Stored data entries
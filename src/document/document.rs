use thiserror::Error;
use tracing::debug;

use crate::types::identifiers::TextVersion;

#[derive(Debug, Error)]
pub enum DocumentError {
    #[error("No text has been set")]
    NotInitialized,
    #[error("Content must be valid UTF-8")]
    InvalidUtf8(#[from] std::string::FromUtf8Error),
}

#[derive(Debug, Clone)]
struct Buffer {
    text: String,
    version: TextVersion,
}

impl Buffer {
    fn new(text: String) -> Self {
        let version = TextVersion::from_text(&text);
        Self { text, version }
    }
}

/// Owner of the one mutable text buffer.
///
/// Every edit goes through here so the version always describes the
/// current text. Searches are literal: the needle is never read as a pattern.
#[derive(Debug, Clone, Default)]
pub struct DocumentStore {
    buffer: Option<Buffer>,
}

impl DocumentStore {
    pub fn new() -> Self {
        Self::default()
    }

    pub fn set(&mut self, text: String) {
        self.buffer = Some(Buffer::new(text));
    }

    /// Validate raw bytes and make them the new buffer.
    ///
    /// On failure the previous buffer is left as it was.
    pub fn ingest(&mut self, raw_content: Vec<u8>) -> Result<(), DocumentError> {
        let text = String::from_utf8(raw_content)?;
        self.set(text);
        Ok(())
    }

    pub fn clear(&mut self) {
        self.buffer = None;
    }

    pub fn text(&self) -> Result<&str, DocumentError> {
        self.buffer
            .as_ref()
            .map(|b| b.text.as_str())
            .ok_or(DocumentError::NotInitialized)
    }

    pub fn version(&self) -> Result<&TextVersion, DocumentError> {
        self.buffer
            .as_ref()
            .map(|b| &b.version)
            .ok_or(DocumentError::NotInitialized)
    }

    pub fn contains(&self, needle: &str) -> Result<bool, DocumentError> {
        let text = self.text()?;
        Ok(!needle.is_empty() && text.contains(needle))
    }

    /// Replace the first occurrence of `needle`. Returns the byte offset of
    /// the edit, or `None` when `needle` is absent.
    pub fn replace_first(&mut self, needle: &str, replacement: &str) -> Result<Option<usize>, DocumentError> {
        let text = self.text()?;
        if needle.is_empty() {
            return Ok(None);
        }
        let Some(start) = text.find(needle) else {
            return Ok(None);
        };

        let mut edited = String::with_capacity(text.len() - needle.len() + replacement.len());
        edited.push_str(&text[..start]);
        edited.push_str(replacement);
        edited.push_str(&text[start + needle.len()..]);

        debug!("Replaced first occurrence at byte {} ({} -> {} bytes)", start, needle.len(), replacement.len());
        self.set(edited);
        Ok(Some(start))
    }

    /// Replace every occurrence of `needle`. Returns how many were replaced.
    pub fn replace_all(&mut self, needle: &str, replacement: &str) -> Result<usize, DocumentError> {
        let text = self.text()?;
        if needle.is_empty() {
            return Ok(0);
        }
        let count = text.matches(needle).count();
        if count == 0 {
            return Ok(0);
        }

        let edited = text.replace(needle, replacement);
        debug!("Replaced {} occurrences", count);
        self.set(edited);
        Ok(count)
    }
}

#[cfg(test)]
mod tests {
    use super::*;

    #[test]
    fn unset_store_rejects_reads() {
        let store = DocumentStore::new();
        assert!(matches!(store.text(), Err(DocumentError::NotInitialized)));
        assert!(matches!(store.version(), Err(DocumentError::NotInitialized)));
    }

    #[test]
    fn replace_first_is_literal() {
        let mut store = DocumentStore::new();
        store.set("call (123) 456-7890 or (123) 456-7890".to_string());

        assert_eq!(store.replace_first("(123)", "(999)").unwrap(), Some(5));
        assert_eq!(store.text().unwrap(), "call (999) 456-7890 or (123) 456-7890");

        assert_eq!(store.replace_first("1.3", "x").unwrap(), None);
        assert_eq!(store.replace_first("", "x").unwrap(), None);
    }

    #[test]
    fn replace_all_counts_and_versions() {
        let mut store = DocumentStore::new();
        store.set("a.b a.b".to_string());
        let before = store.version().unwrap().clone();

        assert_eq!(store.replace_all("a.b", "c").unwrap(), 2);
        assert_eq!(store.text().unwrap(), "c c");
        assert_ne!(store.version().unwrap(), &before);

        assert_eq!(store.replace_all("zzz", "c").unwrap(), 0);
    }

    #[test]
    fn failed_ingest_keeps_buffer() {
        let mut store = DocumentStore::new();
        store.set("kept".to_string());
        assert!(store.ingest(vec![0, 159, 146, 150]).is_err());
        assert_eq!(store.text().unwrap(), "kept");
    }
}
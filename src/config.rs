use serde::{Deserialize, Serialize};

/// Engine settings. Serializable and comparable so a caller can keep them
/// next to the text they were applied to.
#[derive(Debug, Clone, PartialEq, Eq, Serialize, Deserialize)]
pub struct ResumeConfig {
    /// Replaces each masked character.
    #[serde(default = "default_mask_char")]
    pub mask_char: char,

    /// Characters `hide` leaves visible.
    #[serde(default = "default_preserved")]
    pub preserved: Vec<char>,

    /// Honorifics that never start a full name.
    #[serde(default = "default_title_abbreviations")]
    pub title_abbreviations: Vec<String>,
}

impl ResumeConfig {
    pub fn v0() -> Self {
        Self {
            mask_char: default_mask_char(),
            preserved: default_preserved(),
            title_abbreviations: default_title_abbreviations(),
        }
    }

    pub fn with_mask_char(mut self, mask_char: char) -> Self {
        self.mask_char = mask_char;
        self
    }

    pub fn with_title_abbreviations<I, S>(mut self, titles: I) -> Self
    where
        I: IntoIterator<Item = S>,
        S: Into<String>,
    {
        self.title_abbreviations = titles.into_iter().map(Into::into).collect();
        self
    }
}

impl Default for ResumeConfig {
    fn default() -> Self {
        Self::v0()
    }
}

fn default_mask_char() -> char {
    'X'
}

fn default_preserved() -> Vec<char> {
    vec![' ', '.', '@']
}

fn default_title_abbreviations() -> Vec<String> {
    ["Dr.", "Mr.", "Mrs.", "Ms.", "Prof.", "Sr.", "Jr."]
        .iter()
        .map(|s| s.to_string())
        .collect()
}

- **Required work**:
Copy each line containing the word "Deserialize" from the data.

- **Expected answer**:
use serde::{Deserialize, Serialize};
#[derive(Debug, Clone, PartialEq, Eq, Serialize, Deserialize)]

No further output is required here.